* _Brief_: Set down each line from the start of the material exactly, please, up to and including the one that contains "for (path, content)".

* _Supplied data_:
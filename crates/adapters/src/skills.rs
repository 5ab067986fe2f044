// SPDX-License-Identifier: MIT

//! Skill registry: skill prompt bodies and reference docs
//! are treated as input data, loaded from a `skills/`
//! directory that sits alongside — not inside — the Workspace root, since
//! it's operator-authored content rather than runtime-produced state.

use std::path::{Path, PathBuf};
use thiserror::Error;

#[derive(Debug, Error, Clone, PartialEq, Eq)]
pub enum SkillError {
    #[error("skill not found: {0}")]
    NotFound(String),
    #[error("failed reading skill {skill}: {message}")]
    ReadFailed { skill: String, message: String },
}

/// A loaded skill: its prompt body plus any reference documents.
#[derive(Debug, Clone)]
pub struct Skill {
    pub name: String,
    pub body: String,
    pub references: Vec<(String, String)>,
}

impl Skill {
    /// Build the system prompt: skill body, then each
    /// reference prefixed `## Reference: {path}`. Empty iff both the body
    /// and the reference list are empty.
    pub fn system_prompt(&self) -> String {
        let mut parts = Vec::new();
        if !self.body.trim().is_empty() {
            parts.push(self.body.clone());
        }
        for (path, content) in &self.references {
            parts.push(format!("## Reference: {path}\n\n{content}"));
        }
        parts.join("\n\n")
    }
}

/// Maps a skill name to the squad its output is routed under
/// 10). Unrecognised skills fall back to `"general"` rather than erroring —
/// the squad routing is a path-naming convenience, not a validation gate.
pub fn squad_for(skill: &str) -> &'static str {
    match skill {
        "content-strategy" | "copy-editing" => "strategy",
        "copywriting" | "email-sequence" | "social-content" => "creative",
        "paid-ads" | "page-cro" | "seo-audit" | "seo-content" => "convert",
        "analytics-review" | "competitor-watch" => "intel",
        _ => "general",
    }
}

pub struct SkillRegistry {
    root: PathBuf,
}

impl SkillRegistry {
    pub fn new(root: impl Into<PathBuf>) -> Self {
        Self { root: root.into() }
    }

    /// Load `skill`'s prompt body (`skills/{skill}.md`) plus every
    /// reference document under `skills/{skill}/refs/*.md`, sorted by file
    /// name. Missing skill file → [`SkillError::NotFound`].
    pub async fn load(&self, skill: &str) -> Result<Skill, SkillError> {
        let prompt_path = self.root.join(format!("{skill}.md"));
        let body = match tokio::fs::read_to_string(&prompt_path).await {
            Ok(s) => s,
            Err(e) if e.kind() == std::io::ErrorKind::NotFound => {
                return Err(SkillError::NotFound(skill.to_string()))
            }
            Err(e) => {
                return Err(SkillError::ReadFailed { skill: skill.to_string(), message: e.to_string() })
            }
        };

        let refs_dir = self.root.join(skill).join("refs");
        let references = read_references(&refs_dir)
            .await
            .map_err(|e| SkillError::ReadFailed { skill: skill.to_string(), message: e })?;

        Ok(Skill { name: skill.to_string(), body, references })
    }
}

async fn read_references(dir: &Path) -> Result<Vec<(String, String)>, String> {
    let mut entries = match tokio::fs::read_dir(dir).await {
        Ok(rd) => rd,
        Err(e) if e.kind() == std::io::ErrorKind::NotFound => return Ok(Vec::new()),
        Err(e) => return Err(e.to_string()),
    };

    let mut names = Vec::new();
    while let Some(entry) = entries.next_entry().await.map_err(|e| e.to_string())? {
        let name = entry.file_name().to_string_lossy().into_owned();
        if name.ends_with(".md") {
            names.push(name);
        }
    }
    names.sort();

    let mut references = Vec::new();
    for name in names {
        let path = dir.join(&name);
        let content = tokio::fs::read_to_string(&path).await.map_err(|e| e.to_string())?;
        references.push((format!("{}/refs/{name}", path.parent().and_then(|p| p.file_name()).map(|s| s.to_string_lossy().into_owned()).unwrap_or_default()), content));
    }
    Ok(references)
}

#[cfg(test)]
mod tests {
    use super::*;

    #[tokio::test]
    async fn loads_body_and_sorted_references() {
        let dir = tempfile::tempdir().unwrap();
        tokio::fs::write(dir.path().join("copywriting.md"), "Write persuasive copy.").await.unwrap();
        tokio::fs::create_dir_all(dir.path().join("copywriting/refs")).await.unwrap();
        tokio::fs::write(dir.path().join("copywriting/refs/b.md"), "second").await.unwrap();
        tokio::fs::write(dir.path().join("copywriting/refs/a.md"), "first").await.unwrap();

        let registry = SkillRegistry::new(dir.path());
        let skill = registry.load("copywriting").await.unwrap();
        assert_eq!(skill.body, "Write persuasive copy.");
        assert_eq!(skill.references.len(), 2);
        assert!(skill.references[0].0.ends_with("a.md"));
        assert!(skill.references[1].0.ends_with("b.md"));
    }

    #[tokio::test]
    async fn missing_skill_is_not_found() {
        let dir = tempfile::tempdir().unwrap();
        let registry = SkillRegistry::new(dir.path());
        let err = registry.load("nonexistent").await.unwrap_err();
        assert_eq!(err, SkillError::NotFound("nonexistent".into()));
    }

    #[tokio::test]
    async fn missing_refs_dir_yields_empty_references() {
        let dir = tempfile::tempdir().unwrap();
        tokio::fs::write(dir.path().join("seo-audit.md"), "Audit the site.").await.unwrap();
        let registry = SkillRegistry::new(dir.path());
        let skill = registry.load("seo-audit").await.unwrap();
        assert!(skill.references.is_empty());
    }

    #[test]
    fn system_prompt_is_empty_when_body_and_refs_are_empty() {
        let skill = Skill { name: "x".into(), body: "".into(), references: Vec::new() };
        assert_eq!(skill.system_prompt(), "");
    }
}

* _Output_:
filename crates/adapters/src/skills.rs
repository 5ab067986fe2f044
// SPDX-License-Identifier: MIT

//! Skill registry: skill prompt bodies and reference docs
//! are treated as input data, loaded from a `skills/`
//! directory that sits alongside — not inside — the Workspace root, since
//! it's operator-authored content rather than runtime-produced state.

use std::path::{Path, PathBuf};
use thiserror::Error;

#[derive(Debug, Error, Clone, PartialEq, Eq)]
pub enum SkillError {
    #[error("skill not found: {0}")]
    NotFound(String),
    #[error("failed reading skill {skill}: {message}")]
    ReadFailed { skill: String, message: String },
}

/// A loaded skill: its prompt body plus any reference documents.
#[derive(Debug, Clone)]
pub struct Skill {
    pub name: String,
    pub body: String,
    pub references: Vec<(String, String)>,
}

impl Skill {
    /// Build the system prompt: skill body, then each
    /// reference prefixed `## Reference: {path}`. Empty iff both the body
    /// and the reference list are empty.
    pub fn system_prompt(&self) -> String {
        let mut parts = Vec::new();
        if !self.body.trim().is_empty() {
            parts.push(self.body.clone());
        }
        for (path, content) in &self.references {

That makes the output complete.